None - This image is in the public domain and ...

Much attention has been spent lately describing the health contributions of the microbiome defined as non-human cells that outnumber human cells and consists of our microbe residents in the human gut, skin, eyes and nasal passages. These bacterial cells collectively can weigh as much as six pounds.

Another term for the microbiome is the microbiota.  The composition of the microbiota plays an important role during pregnancy and in early life and may affect our metabolic and immune functions later in life. The gut microbiota helps our digestive system efficiency, improves nutrient availability and absorption, and limits the presence of pathogens through competition for nutrients and space.

From the moment of birth, the newborn is exposed to microorganisms obtained from the birth canal of the mother or by exposure to the mother’s skin during a C-section delivery. This colonization is influenced by many factors such as genetics, breast-feeding or formula feeding and weaning to solid food as well as the presence of antibiotic therapy. It is thought that by 2 years of age, the young infant will have established its own stable microbiota. Recently stress and the mother’s diet during late pregnancy may play a role in this initial colonization of the young child.

The function of the immune system  both before and after birth can be altered by gene expression and epigenetic mechanisms via the presence of the microbiome.   See a previous post on epigenetics HERE.  The environment may or may not help to develop this system properly. The so-called hygiene hypothesis may contribute to the current rise in the prevalence of immune disorders later in life that include allergies, obesity, and diabetes. This hypothesis simply states that often young children are not exposed adequately to environmental contaminants or infectious agents and do not build up the proper immune responses to the antigens they will inevitably meet later in life. In other words, their environment is “too clean.” currently aided by the overuse of antiseptic soaps and disinfectants.

From studies, it was shown that differences in the gut microbiome during the first year of life may later lead to the onset of obesity. In one study, the numbers of Bifidobacterium species (considered beneficial) were higher and the numbers of Staphylococcus aureus (potentially pathogenic) were lower in children who maintained a normal weight than in children who became overweight at 4 years of age suggesting this pattern may be protective against obesity. In other studies, it was observed that there is a link between the composition of the microbiome during pregnancy and body weight. More specifically, the presence of Staphylococcus and E. coli numbers were higher in women with excessive weight gain during pregnancy. Fecal transplant of an obese microbiome to germ-free mice resulted in a greater increase in total body fat than did colonization with a “lean microbiome” suggesting that the change in the intestinal microbiome environment can promote obesity and other metabolic diseases later in life.

How can we control the content of the microbiome? Guess what – eating more fruits and vegetables have a prebiotic effect on the microbiome.
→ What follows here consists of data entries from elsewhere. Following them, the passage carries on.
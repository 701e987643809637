//! 结构化日志初始化
//!
//! The terminal stays quiet (warnings only) unless `--debug` is given or
//! `RUST_LOG` is set. When `logging.file` is configured, the configured
//! level is written there as well.

use std::path::{Path, PathBuf};

use anyhow::Context;
use recall_config::{LogLevel, LoggingConfig};
use tracing_appender::non_blocking::WorkerGuard;
use tracing_subscriber::{
    layer::SubscriberExt, util::SubscriberInitExt, EnvFilter, Layer, Registry,
};

type BoxedLayer = Box<dyn Layer<Registry> + Send + Sync>;

/// Keeps the file writer alive; drop it last.
pub struct LogGuard {
    _file: Option<WorkerGuard>,
}

/// 初始化日志系统
pub fn init(config: &LoggingConfig, debug: bool) -> anyhow::Result<LogGuard> {
    let mut layers: Vec<BoxedLayer> = Vec::new();

    let console_filter = match std::env::var("RUST_LOG") {
        Ok(directives) if !directives.trim().is_empty() => EnvFilter::try_new(directives)
            .context("invalid RUST_LOG directives")?,
        _ if debug => build_filter(LogLevel::Debug)?,
        _ => build_filter(LogLevel::Warn)?,
    };
    layers.push(console_layer(config.json).with_filter(console_filter).boxed());

    let mut file_guard = None;
    if let Some(file) = config.file.as_deref() {
        let path = recall_config::expand_tilde(file).unwrap_or_else(|| PathBuf::from(file));
        let (writer, guard) = file_writer(&path)?;
        let layer = if config.json {
            tracing_subscriber::fmt::layer()
                .json()
                .with_writer(writer)
                .with_ansi(false)
                .with_filter(build_filter(config.level)?)
                .boxed()
        } else {
            tracing_subscriber::fmt::layer()
                .with_writer(writer)
                .with_ansi(false)
                .with_filter(build_filter(config.level)?)
                .boxed()
        };
        layers.push(layer);
        file_guard = Some(guard);
    }

    tracing_subscriber::registry()
        .with(layers)
        .try_init()
        .context("logging already initialized")?;

    tracing::debug!(level = %config.level, file = ?config.file, "Logging initialized");
    Ok(LogGuard { _file: file_guard })
}

/// Our crates at `level`, everything else at warn.
fn build_filter(level: LogLevel) -> anyhow::Result<EnvFilter> {
    let mut filter = EnvFilter::try_new("warn")?;
    for module in [
        "recall",
        "recall_chat",
        "recall_session",
        "recall_llm",
        "recall_config",
    ] {
        filter = filter.add_directive(
            format!("{}={}", module, level)
                .parse()
                .with_context(|| format!("invalid directive for {}", module))?,
        );
    }
    Ok(filter)
}

fn console_layer(json: bool) -> BoxedLayer {
    if json {
        tracing_subscriber::fmt::layer()
            .json()
            .with_writer(std::io::stderr)
            .boxed()
    } else {
        tracing_subscriber::fmt::layer()
            .with_target(false)
            .with_writer(std::io::stderr)
            .boxed()
    }
}

fn file_writer(
    path: &Path,
) -> anyhow::Result<(tracing_appender::non_blocking::NonBlocking, WorkerGuard)> {
    let dir = path
        .parent()
        .filter(|p| !p.as_os_str().is_empty())
        .unwrap_or_else(|| Path::new("."));
    let name = path
        .file_name()
        .with_context(|| format!("log file path has no file name: {:?}", path))?;
    std::fs::create_dir_all(dir).with_context(|| format!("cannot create {:?}", dir))?;

    let appender = tracing_appender::rolling::never(dir, name);
    Ok(tracing_appender::non_blocking(appender))
}

#[cfg(test)]
mod tests {
    use super::*;

    #[test]
    fn test_build_filter_accepts_all_levels() {
        for level in [
            LogLevel::Trace,
            LogLevel::Debug,
            LogLevel::Info,
            LogLevel::Warn,
            LogLevel::Error,
        ] {
            let filter = build_filter(level).unwrap();
            assert!(filter.to_string().contains(&format!("recall_chat={}", level)));
        }
    }

    #[test]
    fn test_file_writer_creates_directory() {
        let dir = tempfile::tempdir().unwrap();
        let path = dir.path().join("logs").join("recall.log");
        let (_writer, _guard) = file_writer(&path).unwrap();
        assert!(dir.path().join("logs").is_dir());
    }
}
Prebiotics are nondigestible carbohydrates that reach the colon intact and are known to help the growth and activity of healthy (friendly) bacteria in the gut like Bifidobacterium species.

Increase your intake of unpasteurized fermented foods like fermented dairy products such as yogurt or kefir that contain probiotics. Probiotics are defined as live microbes that offer a health benefit to humans. Bifidobacteria and Lactobacillus species are the most common bacteria groups used.
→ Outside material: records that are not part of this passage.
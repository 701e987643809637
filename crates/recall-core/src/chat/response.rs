use crate::types::Message;

/// Why the model stopped generating
#[derive(Debug, Clone, Copy, PartialEq, Eq, Default)]
pub enum FinishReason {
    /// Completed naturally
    #[default]
    Stop,
    /// Hit token limit
    Length,
    /// Blocked by the provider's content filter
    ContentFilter,
}

impl FinishReason {
    /// Map a provider `finish_reason` string; unknown values count as `Stop`.
    pub fn from_wire(reason: Option<&str>) -> Self {
        match reason {
            Some("length") => FinishReason::Length,
            Some("content_filter") => FinishReason::ContentFilter,
            _ => FinishReason::Stop,
        }
    }
}

/// Chat completion response
#[derive(Debug, Clone)]
pub struct ChatResponse {
    pub id: String,
    pub model: String,
    pub message: Message,
    pub usage: ChatUsage,
    pub finish_reason: FinishReason,
}

impl ChatResponse {
    /// Create a new response
    pub fn new(id: impl Into<String>, model: impl Into<String>, message: Message) -> Self {
        Self {
            id: id.into(),
            model: model.into(),
            message,
            usage: ChatUsage::default(),
            finish_reason: FinishReason::Stop,
        }
    }

    /// Set usage
    pub fn with_usage(mut self, usage: ChatUsage) -> Self {
        self.usage = usage;
        self
    }

    /// Set finish reason
    pub fn with_finish_reason(mut self, reason: FinishReason) -> Self {
        self.finish_reason = reason;
        self
    }

    /// Get the text content
    pub fn text(&self) -> &str {
        self.message.text()
    }
}

/// Token usage information
#[derive(Debug, Clone, Copy, Default, PartialEq, Eq)]
pub struct ChatUsage {
    pub input_tokens: u32,
    pub output_tokens: u32,
    pub total_tokens: u32,
}

impl ChatUsage {
    /// Create new usage info
    pub fn new(input: u32, output: u32) -> Self {
        Self {
            input_tokens: input,
            output_tokens: output,
            total_tokens: input + output,
        }
    }
}

#[cfg(test)]
mod tests {
    use super::*;
    use crate::types::Message;

    #[test]
    fn test_chat_response() {
        let message = Message::assistant("Hello!");
        let response = ChatResponse::new("resp_123", "gpt-4o-mini", message);

        assert_eq!(response.id, "resp_123");
        assert_eq!(response.model, "gpt-4o-mini");
        assert_eq!(response.text(), "Hello!");
        assert_eq!(response.finish_reason, FinishReason::Stop);
    }

    #[test]
    fn test_chat_usage() {
        let usage = ChatUsage::new(10, 20);
        assert_eq!(usage.input_tokens, 10);
        assert_eq!(usage.output_tokens, 20);
        assert_eq!(usage.total_tokens, 30);
    }

    #[test]
    fn test_finish_reason_from_wire() {
        assert_eq!(FinishReason::from_wire(Some("length")), FinishReason::Length);
        assert_eq!(
            FinishReason::from_wire(Some("content_filter")),
            FinishReason::ContentFilter
        );
        assert_eq!(FinishReason::from_wire(Some("weird")), FinishReason::Stop);
        assert_eq!(FinishReason::from_wire(None), FinishReason::Stop);
    }
}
Probiotics are found in foods such as yogurt, while prebiotics are found in whole grains, bananas, onions, garlic, honey and artichoke. In addition, probiotics and prebiotics are added to some foods and available as dietary supplements. When we combine a probiotic and a prebiotic, they are called synbiotics.

Use more herbs such as garlic and leeks which contain the prebiotic inulin. Inulin is  a fermentable carbohydrate that is found in some fiber or protein bars. Inulin can cause digestive trouble or aggravate irritable bowel syndrome for some people as there is a threshold of tolerance for their intake. Look on ingredient labels for inulin or chickory root extract. See a previous post on FODMAPS HERE.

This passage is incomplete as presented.